• _Supplied records_
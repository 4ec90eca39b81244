use crate::entities::creature::{CreatureEntry, CreatureInfo, PlayerInfo};
use crate::entities::game_object::{GameObjectEntry, GameObjectInfo, GameObjectType};
use crate::entities::guid::ObjectGuid;
use crate::world::instance_map::{AiNotification, DespawnPolicy, InstanceMap, UnitState};
use crate::world::position::Location;
use std::collections::HashMap;

/// Something the coordinator asked the map to do.
#[derive(Debug, Clone, PartialEq)]
pub enum MapEffect {
    DoorSet { guid: ObjectGuid, open: bool },
    NoInteract { guid: ObjectGuid, no_interact: bool },
    GameObjectRespawn { guid: ObjectGuid, delay_secs: u32 },
    GameObjectDespawn { guid: ObjectGuid },
    TrapUsed { trap: ObjectGuid, user: ObjectGuid },
    Summoned { guid: ObjectGuid, entry: CreatureEntry, at: Location, policy: DespawnPolicy },
    Moved { guid: ObjectGuid, to: Location },
    ForcedDespawn { guid: ObjectGuid, after_ms: u32 },
    CombatToggled { guid: ObjectGuid, can_enter: bool },
    Attack { attacker: ObjectGuid, victim: ObjectGuid, threat: f32 },
    ZoneCombat { guid: ObjectGuid },
    AiNotified { boss: ObjectGuid, notification: AiNotification },
    Sound { sound_id: u32 },
    Text { text_id: i32, speaker: CreatureEntry, simulated: bool },
    TimedAchievement { criteria_type: u32, start_id: u32 },
    Saved { data: String },
}

#[derive(Debug, Clone, Copy)]
struct SandboxCreature {
    entry: CreatureEntry,
    location: Location,
    is_alive: bool,
}

#[derive(Debug, Clone, Copy)]
struct SandboxObject {
    location: Location,
    open: bool,
    no_interact: bool,
    spawned: bool,
}

/// In-memory map that records every effect it is asked to perform.
///
/// Used by the replay tool and the coordinator tests in place of a live
/// engine. Calls against unknown guids return `false` and record nothing.
#[derive(Debug)]
pub struct SandboxMap {
    creatures: HashMap<ObjectGuid, SandboxCreature>,
    objects: HashMap<ObjectGuid, SandboxObject>,
    players: HashMap<ObjectGuid, PlayerInfo>,
    regular_difficulty: bool,
    next_guid: u64,
    effects: Vec<MapEffect>,
    saved: Option<String>,
}

impl Default for SandboxMap {
    fn default() -> Self {
        Self::new()
    }
}

impl SandboxMap {
    pub fn new() -> Self {
        Self {
            creatures: HashMap::new(),
            objects: HashMap::new(),
            players: HashMap::new(),
            regular_difficulty: true,
            next_guid: 1,
            effects: Vec::new(),
            saved: None,
        }
    }

    pub fn set_regular_difficulty(&mut self, regular: bool) {
        self.regular_difficulty = regular;
    }

    fn allocate_guid(&mut self) -> ObjectGuid {
        let guid = ObjectGuid(self.next_guid);
        self.next_guid += 1;
        guid
    }

    pub fn add_player(&mut self, location: Location) -> PlayerInfo {
        let player = PlayerInfo {
            guid: self.allocate_guid(),
            location,
            is_alive: true,
            is_game_master: false,
        };
        self.players.insert(player.guid, player);
        player
    }

    pub fn spawn_creature(&mut self, entry: CreatureEntry, location: Location) -> CreatureInfo {
        let guid = self.allocate_guid();
        self.creatures.insert(
            guid,
            SandboxCreature {
                entry,
                location,
                is_alive: true,
            },
        );
        CreatureInfo {
            guid,
            entry,
            location,
        }
    }

    pub fn spawn_game_object(
        &mut self,
        entry: GameObjectEntry,
        go_type: GameObjectType,
        location: Location,
    ) -> GameObjectInfo {
        let guid = self.allocate_guid();
        self.objects.insert(
            guid,
            SandboxObject {
                location,
                open: false,
                no_interact: matches!(go_type, GameObjectType::Generic),
                spawned: true,
            },
        );
        GameObjectInfo {
            guid,
            entry,
            go_type,
            location,
        }
    }

    pub fn kill_creature(&mut self, guid: ObjectGuid) -> bool {
        match self.creatures.get_mut(&guid) {
            Some(creature) => {
                creature.is_alive = false;
                true
            }
            None => false,
        }
    }

    pub fn creature_entry(&self, guid: ObjectGuid) -> Option<CreatureEntry> {
        self.creatures.get(&guid).map(|creature| creature.entry)
    }

    pub fn is_door_open(&self, guid: ObjectGuid) -> Option<bool> {
        self.objects.get(&guid).map(|object| object.open)
    }

    pub fn is_no_interact(&self, guid: ObjectGuid) -> Option<bool> {
        self.objects.get(&guid).map(|object| object.no_interact)
    }

    pub fn is_spawned(&self, guid: ObjectGuid) -> Option<bool> {
        self.objects.get(&guid).map(|object| object.spawned)
    }

    pub fn saved_data(&self) -> Option<&str> {
        self.saved.as_deref()
    }

    pub fn effects(&self) -> &[MapEffect] {
        &self.effects
    }

    pub fn take_effects(&mut self) -> Vec<MapEffect> {
        std::mem::take(&mut self.effects)
    }
}

impl InstanceMap for SandboxMap {
    fn creature_state(&self, guid: ObjectGuid) -> Option<UnitState> {
        self.creatures.get(&guid).map(|creature| UnitState {
            location: creature.location,
            is_alive: creature.is_alive,
        })
    }

    fn game_object_location(&self, guid: ObjectGuid) -> Option<Location> {
        self.objects.get(&guid).map(|object| object.location)
    }

    fn has_player(&self) -> bool {
        !self.players.is_empty()
    }

    fn is_regular_difficulty(&self) -> bool {
        self.regular_difficulty
    }

    fn set_door_open(&mut self, guid: ObjectGuid, open: bool) -> bool {
        let Some(object) = self.objects.get_mut(&guid) else {
            return false;
        };
        object.open = open;
        self.effects.push(MapEffect::DoorSet { guid, open });
        true
    }

    fn set_no_interact(&mut self, guid: ObjectGuid, no_interact: bool) -> bool {
        let Some(object) = self.objects.get_mut(&guid) else {
            return false;
        };
        object.no_interact = no_interact;
        self.effects.push(MapEffect::NoInteract { guid, no_interact });
        true
    }

    fn respawn_game_object(&mut self, guid: ObjectGuid, respawn_delay_secs: u32) -> bool {
        let Some(object) = self.objects.get_mut(&guid) else {
            return false;
        };
        object.spawned = true;
        self.effects.push(MapEffect::GameObjectRespawn {
            guid,
            delay_secs: respawn_delay_secs,
        });
        true
    }

    fn despawn_game_object(&mut self, guid: ObjectGuid) -> bool {
        let Some(object) = self.objects.get_mut(&guid) else {
            return false;
        };
        object.spawned = false;
        self.effects.push(MapEffect::GameObjectDespawn { guid });
        true
    }

    fn use_trap(&mut self, trap: ObjectGuid, user: ObjectGuid) -> bool {
        if !self.objects.contains_key(&trap) {
            return false;
        }
        self.effects.push(MapEffect::TrapUsed { trap, user });
        true
    }

    fn summon_creature(
        &mut self,
        entry: CreatureEntry,
        at: Location,
        policy: DespawnPolicy,
    ) -> Option<ObjectGuid> {
        if self.players.is_empty() {
            return None;
        }
        let guid = self.spawn_creature(entry, at).guid;
        self.effects.push(MapEffect::Summoned {
            guid,
            entry,
            at,
            policy,
        });
        Some(guid)
    }

    fn move_creature_to(&mut self, guid: ObjectGuid, to: Location) -> bool {
        let Some(creature) = self.creatures.get_mut(&guid) else {
            return false;
        };
        creature.location = to;
        self.effects.push(MapEffect::Moved { guid, to });
        true
    }

    fn force_despawn_creature(&mut self, guid: ObjectGuid, after_ms: u32) -> bool {
        if !self.creatures.contains_key(&guid) {
            return false;
        }
        if after_ms == 0 {
            self.creatures.remove(&guid);
        }
        self.effects.push(MapEffect::ForcedDespawn { guid, after_ms });
        true
    }

    fn set_can_enter_combat(&mut self, guid: ObjectGuid, can_enter: bool) -> bool {
        if !self.creatures.contains_key(&guid) {
            return false;
        }
        self.effects.push(MapEffect::CombatToggled { guid, can_enter });
        true
    }

    fn attack_with_threat(&mut self, attacker: ObjectGuid, victim: ObjectGuid, threat: f32) -> bool {
        if !self.creatures.contains_key(&attacker) || !self.creatures.contains_key(&victim) {
            return false;
        }
        self.effects.push(MapEffect::Attack {
            attacker,
            victim,
            threat,
        });
        true
    }

    fn set_in_combat_with_zone(&mut self, guid: ObjectGuid) -> bool {
        if !self.creatures.contains_key(&guid) {
            return false;
        }
        self.effects.push(MapEffect::ZoneCombat { guid });
        true
    }

    fn notify_ai(&mut self, boss: ObjectGuid, notification: AiNotification) -> bool {
        if !self.creatures.contains_key(&boss) {
            return false;
        }
        self.effects.push(MapEffect::AiNotified { boss, notification });
        true
    }

    fn play_sound_to_map(&mut self, sound_id: u32) {
        self.effects.push(MapEffect::Sound { sound_id });
    }

    fn say_text(&mut self, text_id: i32, speaker: CreatureEntry, speaker_guid: Option<ObjectGuid>) {
        let simulated = speaker_guid
            .map(|guid| !self.creatures.contains_key(&guid))
            .unwrap_or(true);
        self.effects.push(MapEffect::Text {
            text_id,
            speaker,
            simulated,
        });
    }

    fn start_timed_achievement(&mut self, criteria_type: u32, start_id: u32) {
        self.effects.push(MapEffect::TimedAchievement {
            criteria_type,
            start_id,
        });
    }

    fn save_instance_data(&mut self, data: &str) {
        self.saved = Some(data.to_string());
        self.effects.push(MapEffect::Saved {
            data: data.to_string(),
        });
    }
}
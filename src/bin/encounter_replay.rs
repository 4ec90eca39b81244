use naxxramas::config::InstanceTuning;
use naxxramas::instance::status::EncounterId;
use naxxramas::scripting::replay::{load_replay_script, run_replay};
use std::path::Path;

fn main() -> Result<(), String> {
    let args: Vec<String> = std::env::args().collect();
    let Some(script_path) = args.get(1) else {
        return Err("usage: encounter_replay <script.yaml> [data-root]".to_string());
    };
    let tuning = match args.get(2) {
        Some(root) => InstanceTuning::load(Path::new(root))?,
        None => InstanceTuning::default(),
    };
    let script = load_replay_script(Path::new(script_path))?;
    let report = run_replay(&script, tuning)?;

    println!("encounter replay: {}", script_path);
    for step in &report.steps {
        match step.blocked {
            Some(true) => println!("{:>3}. {} (blocked)", step.index, step.event),
            _ => println!("{:>3}. {}", step.index, step.event),
        }
        for effect in &step.effects {
            println!("     - {:?}", effect);
        }
    }

    println!("final encounter state:");
    for id in EncounterId::ALL {
        println!("- {}: {}", id, report.encounters[id.index()]);
    }
    match &report.saved {
        Some(saved) => println!("- saved: {}", saved),
        None => println!("- saved: never"),
    }
    Ok(())
}
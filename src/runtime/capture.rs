//! Review capture

use super::orchestrator::IncomingMessage;
use super::traits::ReviewStore;
use crate::db::Review;
use chrono::Utc;

/// Persist the triggering message as a new review
///
/// Each call generates a fresh review ID. Store failures are returned to the
/// caller unchanged; there is no retry here.
pub async fn capture_review<R: ReviewStore + ?Sized>(
    store: &R,
    input: &IncomingMessage,
) -> Result<Review, String> {
    let review = Review {
        id: uuid::Uuid::new_v4().to_string(),
        customer_id: input.user_id,
        chat_id: input.chat_id,
        text: input.text.clone(),
        received_at: Utc::now(),
    };

    store.save_review(&review).await?;
    tracing::info!(
        chat_id = input.chat_id,
        customer_id = input.user_id,
        review_id = %review.id,
        "Captured review"
    );
    Ok(review)
}
//! Events that can occur while handling a message

/// Answer to a classification question
#[derive(Debug, Clone, Copy, PartialEq, Eq)]
pub enum Verdict {
    Yes,
    No,
}

impl Verdict {
    /// Parse an oracle answer. Only a bare `YES` or `NO` (after trimming,
    /// any case) counts; everything else is a failed classification.
    pub fn parse(answer: &str) -> Option<Self> {
        match answer.trim().to_uppercase().as_str() {
            "YES" => Some(Verdict::Yes),
            "NO" => Some(Verdict::No),
            _ => None,
        }
    }
}

/// Events that trigger state transitions
#[derive(Debug, Clone, PartialEq, Eq)]
pub enum Event {
    /// A user message arrived for this chat
    MessageReceived,

    // Oracle events
    Classified(Verdict),
    ClassificationFailed,

    // Review capture events
    CaptureSucceeded { review_id: String },
    CaptureFailed,
}
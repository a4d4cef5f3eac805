//! Common types for LLM interactions

/// LLM request
#[derive(Debug, Clone)]
pub struct LlmRequest {
    pub system: Vec<SystemContent>,
    pub messages: Vec<LlmMessage>,
    pub max_tokens: Option<u32>,
    pub temperature: Option<f32>,
}

/// System prompt content
#[derive(Debug, Clone)]
pub struct SystemContent {
    pub text: String,
}

impl SystemContent {
    pub fn new(text: impl Into<String>) -> Self {
        Self { text: text.into() }
    }
}

/// Message in conversation
#[derive(Debug, Clone, PartialEq, Eq)]
pub struct LlmMessage {
    pub role: MessageRole,
    pub text: String,
}

impl LlmMessage {
    pub fn user(text: impl Into<String>) -> Self {
        Self {
            role: MessageRole::User,
            text: text.into(),
        }
    }

    pub fn assistant(text: impl Into<String>) -> Self {
        Self {
            role: MessageRole::Assistant,
            text: text.into(),
        }
    }
}

/// Message role
#[derive(Debug, Clone, Copy, PartialEq, Eq)]
pub enum MessageRole {
    User,
    Assistant,
}

impl MessageRole {
    pub fn as_str(self) -> &'static str {
        match self {
            MessageRole::User => "user",
            MessageRole::Assistant => "assistant",
        }
    }
}

/// LLM response
#[derive(Debug, Clone)]
pub struct LlmResponse {
    /// Text segments in the order the provider returned them
    pub content: Vec<String>,
    pub end_turn: bool,
    pub usage: Usage,
}

impl LlmResponse {
    /// Response carrying a single text segment
    #[cfg(test)]
    pub fn text_only(text: impl Into<String>) -> Self {
        Self {
            content: vec![text.into()],
            end_turn: true,
            usage: Usage::default(),
        }
    }

    /// Get text content from the response
    pub fn text(&self) -> String {
        self.content.join("")
    }

    /// Whether the completion carries no visible text
    pub fn is_blank(&self) -> bool {
        self.content.iter().all(|segment| segment.trim().is_empty())
    }
}

/// Usage statistics
#[derive(Debug, Clone, Default)]
pub struct Usage {
    pub input_tokens: u64,
    pub output_tokens: u64,
}
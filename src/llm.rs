//! LLM provider abstraction
//!
//! Provides a common interface for the text-completion providers the bot
//! uses for intent classification and reply generation.

mod anthropic;
mod error;
mod models;
mod openai;
mod registry;
mod types;

pub use anthropic::AnthropicService;
pub use error::LlmError;
#[cfg(test)]
pub use error::LlmErrorKind;
pub use models::{all_models, ModelDef, Provider};
pub use openai::OpenAIService;
pub use registry::{LlmConfig, ModelRegistry};
pub use types::*;

use async_trait::async_trait;
use std::sync::Arc;

/// Common interface for LLM providers
#[async_trait]
pub trait LlmService: Send + Sync {
    /// Make a completion request
    async fn complete(&self, request: &LlmRequest) -> Result<LlmResponse, LlmError>;

    /// Get the model ID
    fn model_id(&self) -> &str;
}

/// Logging wrapper for LLM services
pub struct LoggingService {
    inner: Arc<dyn LlmService>,
    model_id: String,
}

impl LoggingService {
    pub fn new(inner: Arc<dyn LlmService>) -> Self {
        let model_id = inner.model_id().to_string();
        Self { inner, model_id }
    }
}

#[async_trait]
impl LlmService for LoggingService {
    async fn complete(&self, request: &LlmRequest) -> Result<LlmResponse, LlmError> {
        let start = std::time::Instant::now();
        let result = self.inner.complete(request).await;
        let duration = start.elapsed();

        match &result {
            Ok(response) => {
                tracing::info!(
                    model = %self.model_id,
                    duration_ms = %duration.as_millis(),
                    max_tokens = ?request.max_tokens,
                    input_tokens = response.usage.input_tokens,
                    output_tokens = response.usage.output_tokens,
                    "LLM request completed"
                );
            }
            Err(e) => {
                tracing::error!(
                    model = %self.model_id,
                    duration_ms = %duration.as_millis(),
                    error = %e.message,
                    retryable = e.kind.is_retryable(),
                    "LLM request failed"
                );
            }
        }

        result
    }

    fn model_id(&self) -> &str {
        &self.model_id
    }
}
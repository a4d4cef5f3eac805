//! Model registry for managing available LLM providers

use super::{all_models, LlmService, LoggingService, ModelDef, Provider};
use std::collections::HashMap;
use std::sync::Arc;

/// Preferred default when none is configured
const PREFERRED_DEFAULT: &str = "gpt-4o-mini";

/// Priority order for classification calls
const CHEAP_MODELS: &[&str] = &["gpt-4o-mini", "claude-4.5-haiku", "gpt-4.1-mini"];

/// Configuration for LLM providers
#[derive(Debug, Clone, Default)]
pub struct LlmConfig {
    pub openai_api_key: Option<String>,
    pub anthropic_api_key: Option<String>,
    /// Gateway URL that handles provider authentication
    pub gateway: Option<String>,
    /// Default model ID
    pub default_model: Option<String>,
}

impl LlmConfig {
    pub fn from_env() -> Self {
        Self {
            openai_api_key: std::env::var("OPENAI_API_KEY").ok(),
            anthropic_api_key: std::env::var("ANTHROPIC_API_KEY").ok(),
            gateway: std::env::var("LLM_GATEWAY").ok(),
            default_model: std::env::var("DEFAULT_MODEL").ok(),
        }
    }

    /// Names of the key variables, for startup warnings
    pub fn key_env_vars() -> Vec<&'static str> {
        [Provider::OpenAI, Provider::Anthropic]
            .into_iter()
            .map(Provider::api_key_env_var)
            .collect()
    }
}

/// Registry of available LLM models
pub struct ModelRegistry {
    services: HashMap<String, Arc<dyn LlmService>>,
    default_model: String,
}

impl ModelRegistry {
    /// Create an empty registry for testing purposes
    #[cfg(test)]
    pub fn new_empty() -> Self {
        Self {
            services: HashMap::new(),
            default_model: "test-model".to_string(),
        }
    }

    pub fn new(config: &LlmConfig) -> Self {
        let mut services: HashMap<String, Arc<dyn LlmService>> = HashMap::new();

        for model_def in all_models() {
            if let Some(service) = Self::try_create_model(model_def, config) {
                services.insert(model_def.id.to_string(), service);
            }
        }

        let default_model = config
            .default_model
            .clone()
            .or_else(|| {
                if services.contains_key(PREFERRED_DEFAULT) {
                    Some(PREFERRED_DEFAULT.to_string())
                } else {
                    // Fall back to a deterministic first available model
                    let mut ids: Vec<_> = services.keys().cloned().collect();
                    ids.sort();
                    ids.into_iter().next()
                }
            })
            .unwrap_or_else(|| PREFERRED_DEFAULT.to_string());

        Self {
            services,
            default_model,
        }
    }

    /// Try to create a model service, validating prerequisites
    fn try_create_model(model_def: &ModelDef, config: &LlmConfig) -> Option<Arc<dyn LlmService>> {
        // In gateway mode, use "implicit" as the API key
        let api_key = if config.gateway.is_some() {
            "implicit".to_string()
        } else {
            match model_def.provider {
                Provider::OpenAI => config.openai_api_key.as_ref()?,
                Provider::Anthropic => config.anthropic_api_key.as_ref()?,
            }
            .clone()
        };

        if config.gateway.is_none() && api_key.is_empty() {
            return None;
        }

        match (model_def.factory)(&api_key, config.gateway.as_deref()) {
            Ok(service) => Some(Arc::new(LoggingService::new(service))),
            Err(e) => {
                tracing::warn!(
                    model = model_def.id,
                    provider = model_def.provider.display_name(),
                    error = %e,
                    "Skipping model"
                );
                None
            }
        }
    }

    /// Get a model by ID
    pub fn get(&self, model_id: &str) -> Option<Arc<dyn LlmService>> {
        self.services.get(model_id).cloned()
    }

    /// Get the default model
    pub fn default(&self) -> Option<Arc<dyn LlmService>> {
        self.get(&self.default_model)
    }

    /// Get the default model ID
    pub fn default_model_id(&self) -> &str {
        &self.default_model
    }

    /// List all available model IDs
    pub fn available_models(&self) -> Vec<String> {
        let mut models: Vec<_> = self.services.keys().cloned().collect();
        models.sort();
        models
    }

    /// Check if any models are available
    pub fn has_models(&self) -> bool {
        !self.services.is_empty()
    }

    /// Get a cheap/fast model for classification calls.
    /// Falls back to the default model.
    pub fn get_cheap_model(&self) -> Option<Arc<dyn LlmService>> {
        CHEAP_MODELS
            .iter()
            .find_map(|model_id| self.get(model_id))
            .or_else(|| self.default())
    }
}
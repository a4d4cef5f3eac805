//! Pure state transition function

use super::effect::{Question, ReplyIntent};
use super::event::Verdict;
use super::{ConvState, Effect, Event};
use thiserror::Error;

/// Result of a state transition
#[derive(Debug, PartialEq, Eq)]
pub struct TransitionResult {
    pub new_state: ConvState,
    pub effects: Vec<Effect>,
}

impl TransitionResult {
    pub fn new(state: ConvState) -> Self {
        Self {
            new_state: state,
            effects: vec![],
        }
    }

    pub fn with_effect(mut self, effect: Effect) -> Self {
        self.effects.push(effect);
        self
    }

    /// The reply intent, if this result ends the turn
    pub fn reply_intent(&self) -> Option<ReplyIntent> {
        self.effects.iter().find_map(|effect| match effect {
            Effect::Respond(intent) => Some(*intent),
            _ => None,
        })
    }
}

/// Errors that can occur during transition
#[derive(Debug, Error, PartialEq, Eq)]
pub enum TransitionError {
    #[error("Invalid transition: {0}")]
    InvalidTransition(String),
}

/// Pure transition function
///
/// Given the same state and event it always produces the same result and
/// performs no I/O. A turn starts with `MessageReceived` and ends with the
/// first result carrying `Effect::Respond`.
pub fn transition(state: &ConvState, event: Event) -> Result<TransitionResult, TransitionError> {
    match (state, event) {
        // ============================================================
        // Message arrival
        // ============================================================
        (ConvState::Idle, Event::MessageReceived) => Ok(TransitionResult::new(ConvState::Idle)
            .with_effect(Effect::Classify(Question::Satisfaction))),

        (ConvState::AwaitingReview, Event::MessageReceived) => {
            Ok(TransitionResult::new(ConvState::AwaitingReview)
                .with_effect(Effect::Classify(Question::GenuineFeedback)))
        }

        // Corrupted or legacy state: reset without asking the oracle
        (ConvState::Unrecognized { .. }, Event::MessageReceived) => {
            Ok(TransitionResult::new(ConvState::Idle)
                .with_effect(Effect::Respond(ReplyIntent::Generic)))
        }

        // ============================================================
        // Classification
        // ============================================================
        (ConvState::Idle, Event::Classified(Verdict::Yes)) => {
            Ok(TransitionResult::new(ConvState::AwaitingReview)
                .with_effect(Effect::Respond(ReplyIntent::RequestReview)))
        }

        (ConvState::Idle, Event::Classified(Verdict::No)) => Ok(TransitionResult::new(
            ConvState::Idle,
        )
        .with_effect(Effect::Respond(ReplyIntent::Conversational))),

        (ConvState::AwaitingReview, Event::Classified(Verdict::Yes)) => {
            Ok(TransitionResult::new(ConvState::AwaitingReview)
                .with_effect(Effect::CaptureReview))
        }

        (ConvState::AwaitingReview, Event::Classified(Verdict::No)) => {
            Ok(TransitionResult::new(ConvState::AwaitingReview)
                .with_effect(Effect::Respond(ReplyIntent::RepromptForReview)))
        }

        // Oracle could not decide: converse normally and stay put. The user
        // message is recorded before generating so it is never dropped.
        (
            state @ (ConvState::Idle | ConvState::AwaitingReview),
            Event::ClassificationFailed,
        ) => Ok(TransitionResult::new(state.clone())
            .with_effect(Effect::PersistUserMessage)
            .with_effect(Effect::Respond(ReplyIntent::Conversational))),

        // ============================================================
        // Review capture
        // ============================================================
        (ConvState::AwaitingReview, Event::CaptureSucceeded { .. }) => {
            Ok(TransitionResult::new(ConvState::Idle)
                .with_effect(Effect::Respond(ReplyIntent::ThankForReview)))
        }

        // The feedback text is not retried; see the capture policy
        (ConvState::AwaitingReview, Event::CaptureFailed) => {
            Ok(TransitionResult::new(ConvState::Idle)
                .with_effect(Effect::Respond(ReplyIntent::CaptureApology)))
        }

        (state, event) => Err(TransitionError::InvalidTransition(format!(
            "{event:?} in state {state}"
        ))),
    }
}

• _What to produce_
From the entries above, give again exactly the lines running from the line with "#[derive(Debug, Error, PartialEq, Eq)]" to the line with "(ConvState::Idle, Event::Classified(Verdict::No)) =>"; include both of those lines.

• _Answer for the task_
#[derive(Debug, Error, PartialEq, Eq)]
pub enum TransitionError {
    #[error("Invalid transition: {0}")]
    InvalidTransition(String),
}

/// Pure transition function
///
/// Given the same state and event it always produces the same result and
/// performs no I/O. A turn starts with `MessageReceived` and ends with the
/// first result carrying `Effect::Respond`.
pub fn transition(state: &ConvState, event: Event) -> Result<TransitionResult, TransitionError> {
    match (state, event) {
        // ============================================================
        // Message arrival
        // ============================================================
        (ConvState::Idle, Event::MessageReceived) => Ok(TransitionResult::new(ConvState::Idle)
            .with_effect(Effect::Classify(Question::Satisfaction))),

        (ConvState::AwaitingReview, Event::MessageReceived) => {
            Ok(TransitionResult::new(ConvState::AwaitingReview)
                .with_effect(Effect::Classify(Question::GenuineFeedback)))
        }

        // Corrupted or legacy state: reset without asking the oracle
        (ConvState::Unrecognized { .. }, Event::MessageReceived) => {
            Ok(TransitionResult::new(ConvState::Idle)
                .with_effect(Effect::Respond(ReplyIntent::Generic)))
        }

        // ============================================================
        // Classification
        // ============================================================
        (ConvState::Idle, Event::Classified(Verdict::Yes)) => {
            Ok(TransitionResult::new(ConvState::AwaitingReview)
                .with_effect(Effect::Respond(ReplyIntent::RequestReview)))
        }

        (ConvState::Idle, Event::Classified(Verdict::No)) => Ok(TransitionResult::new(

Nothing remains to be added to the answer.